TRES Lo que señalaba el pescador era, sí, un monstruo. Etiqueta ambigua porque –según el Diccionario de la Real Academia Española– monstruo es tanto (1) “Producción contra el orden de la naturaleza” como (2) “Cosa excesivamente grande o extraordinaria” como (3) “Persona o cosa muy fea” como (4) “Persona cruel o perversa” como (5) “Persona de extraordinarias cualidades para desempeñar una actividad determinada” como (6) “Versos sin sentido que el maestro compositor escribe para indicar al libretista dónde ha de colocar el acento en los cantables”. Lo que señalaba el pescador japonés era (1), (2), (3), posiblemente (4), quizá (5) y bajo ningún punto de vista (6). Lo que señalaba el pescador japonés que todas las noches sueña con Hiroshima y Nagasaki era –informó la voz en off del conductor– un “fósil viviente”, apenas evolucionado desde el principio de los tiempos, un “tiburón de aspecto prehistórico” surgido desde las profundidades más profundas de la reserva marina de Shizuoka, perdido, los ojos de tanto no ver, feo como él solo, parte escualo y parte anguila. A Hemingway le habría dado miedo o risa pero nunca piedad, supongo. El monstruo –obvio final infeliz– fue capturado y no demoró en morir, rodeado por todos esos seres que lo señalaban con el dedo que, a decir verdad, tampoco han evolucionado demasiado en los últimos tiempos.

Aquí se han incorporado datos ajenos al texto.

use std::ffi::NulError;

use thiserror::Error;

use crate::engine::LayerSelector;

#[cfg(feature = "ogr")]
use gdal_sys::{CPLErr, OGRErr};

pub type Result<T> = std::result::Result<T, OgrioError>;

#[derive(Clone, Debug, Error)]
pub enum OgrioError {
    #[error("Dataset '{path}' does not exist or is not readable: {msg}")]
    DatasetNotFound { path: String, msg: String },
    #[error("Layer {layer} not found in dataset '{path}'")]
    LayerNotFound { path: String, layer: LayerSelector },
    #[error("Invalid SQL filter '{filter}': {msg}")]
    InvalidFilter { filter: String, msg: String },
    #[error("Unsupported geometry type: {0}")]
    UnsupportedGeometry(String),
    #[error("Field '{field}' has unsupported type '{field_type}'")]
    UnsupportedFieldType { field: String, field_type: String },
    #[error("Field '{field}' holds a value that cannot be read: {msg}")]
    InvalidFieldValue { field: String, msg: String },
    #[error("Driver '{0}' is not available")]
    DriverNotFound(String),
    #[error("Failed to write '{path}': {msg}")]
    Write { path: String, msg: String },
    #[error("Bad argument: {0}")]
    BadArgument(String),
    #[error("Table schema mismatch: {0}")]
    Schema(String),
    #[error("FfiNulError")]
    FfiNulError(#[from] NulError),

    #[cfg(feature = "ogr")]
    #[error("CPL error class: '{class:?}', error number: '{number}', error msg: '{msg}'")]
    CplError {
        class: CPLErr::Type,
        number: i32,
        msg: String,
    },
    #[cfg(feature = "ogr")]
    #[error("GDAL method '{method_name}' returned a NULL pointer. Error msg: '{msg}'")]
    NullPointer {
        method_name: &'static str,
        msg: String,
    },
    #[cfg(feature = "ogr")]
    #[error("OGR method '{method_name}' returned error: '{err:?}'")]
    OgrError {
        err: OGRErr::Type,
        method_name: &'static str,
    },
}

impl OgrioError {
    /// Attach the destination path to an engine failure raised while writing.
    ///
    /// Errors that already name a taxonomy kind pass through untouched.
    pub(crate) fn into_write_error(self, path: &str) -> OgrioError {
        match self {
            err @ (OgrioError::Write { .. }
            | OgrioError::DriverNotFound(_)
            | OgrioError::BadArgument(_)
            | OgrioError::Schema(_)) => err,
            other => OgrioError::Write {
                path: path.to_string(),
                msg: other.to_string(),
            },
        }
    }
}

#[cfg(test)]
mod tests {
    use super::*;

    #[test]
    fn test_invalid_filter_message() {
        let err = OgrioError::InvalidFilter {
            filter: "invalid".to_string(),
            msg: "'invalid' not recognised as an available field".to_string(),
        };
        assert!(err.to_string().starts_with("Invalid SQL filter"));
        assert!(err.to_string().contains("not recognised"));
    }

    #[test]
    fn test_into_write_error_keeps_driver_errors() {
        let err = OgrioError::DriverNotFound("Nope".to_string()).into_write_error("/tmp/x");
        assert!(matches!(err, OgrioError::DriverNotFound(_)));

        let err = OgrioError::UnsupportedGeometry("CircularString".to_string())
            .into_write_error("/tmp/x");
        match err {
            OgrioError::Write { path, msg } => {
                assert_eq!(path, "/tmp/x");
                assert!(msg.contains("CircularString"));
            }
            other => panic!("unexpected error {other:?}"),
        }
    }
}
use axum::extract::Extension;
use axum::Json;
use std::collections::BTreeMap;

use crate::common::GatewayError;
use crate::domains::models::DashboardSnapshot;
use crate::server::app::AxumAppState;

/// GET /api/stats — freshly computed dashboard snapshot. Degrades to an
/// empty breakdown when only the aggregation side of the engine fails.
pub async fn stats_handler(
    Extension(state): Extension<AxumAppState>,
) -> Result<Json<DashboardSnapshot>, GatewayError> {
    let snapshot = state.stats.snapshot().await?;
    Ok(Json(snapshot))
}

/// GET /api/metrics — hourly crawl counts keyed by ISO-8601 timestamp.
pub async fn metrics_handler(
    Extension(state): Extension<AxumAppState>,
) -> Result<Json<BTreeMap<String, u64>>, GatewayError> {
    let buckets = state.stats.metrics().await?;
    Ok(Json(buckets))
}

CUATRO Stephen Hawking también es un fósil viviente. La enfermedad avanza y trepa y va petrificando músculos y huesos y casi lo único que se mueve es esa voz metálica y precisa y tan inteligente como aquella que –si hay suerte– nos llegará algún día desde los confines del espacio para salvarnos o, al menos, pacificarnos a patada limpia y alien. Stephen Hawking –para muchos insensibles paradójicamente impresionables– es (1), (2, si se incluye su robótica silla de ruedas), (3) y, porque esas mismas personas suelen ser unas malpensadas, también (4). Para aquellos que le prestan más atención a otras cosas, Hawking es, por encima de todo (5) y, en lo que a mí respecta, además, suele ser una nota “de color”. La semana pasada, sin ir más lejos: Hawking –autor de un libro que muchos compraron, pocos entendieron y casi nadie leyó– había decidido adelantar las agujas del llamado Reloj del Fin del Mundo. Por lo que ahora –informó mi informador de todas las noches– faltaban cinco minutos para el Apocalipsis o, más hawkinganescamante, el Big Pfff. Los cinco minutos son, se entiende, una “cantidad figurada” calculada por los sucesores –18 premios Nobel y la Royal Society de Londres– de aquellos físicos quienes, acaso atormentados por la culpa de su participación en el atómico Manhattan Project junto a otros de la Chicago University, pusieron en marcha este reloj metafórico en 1947. Mi hombre de confianza explicó que un día en este reloj equivale a toda nuestra historia y que, cuando llegue la medianoche, se acabará lo que se daba. Lo más cerca que estuvimos de las campanadas del final –a tan solo dos minutos del adiós– fue en 1953. La crisis de los misiles en 1962 no fue registrada porque todos imaginaron que ni habría tiempo para ajustar las manecillas hasta el -1 segundo o algo por el estilo. Ahora, estamos otra vez en problemas: nunca contamos hasta tan poco y contamos tan poco desde los primeros años de Ronald “Star Wars” Reagan. Así estamos, post-históricos, ciegos, buscando la superficie, flotando extraviados hacia la luz que no es la luz del sol sino, me temo, la tan mentada luz al final del túnel hacia la que nos dirigimos cuando ya no queda nada por dirigir porque todos los botones han sido presionados.

CINCO En mi sueño, Stephen Hawking pescaba a bordo de un botecito y, de pronto, aparecía el tiburón prehistórico y volteaba la embarcación ante el pánico de quienes contemplaban la escena desde la orilla. Se organizaban misiones de rescate, hombres-rana se sumergían y ahí, en el fondo, descubrían a Hawking y a su nuevo amigo partiéndose de la risa. Los dos muy felices y (6) cantando versos sin sentido. Desde la superficie llegaba la última canción de las campanas. En serio. No miento. Ahí me desperté sobresaltado. Faltaban cinco minutos para que sonara el despertador y abajo la calle, sin prisa y sin pausa, comenzaba a llenarse de monstruos.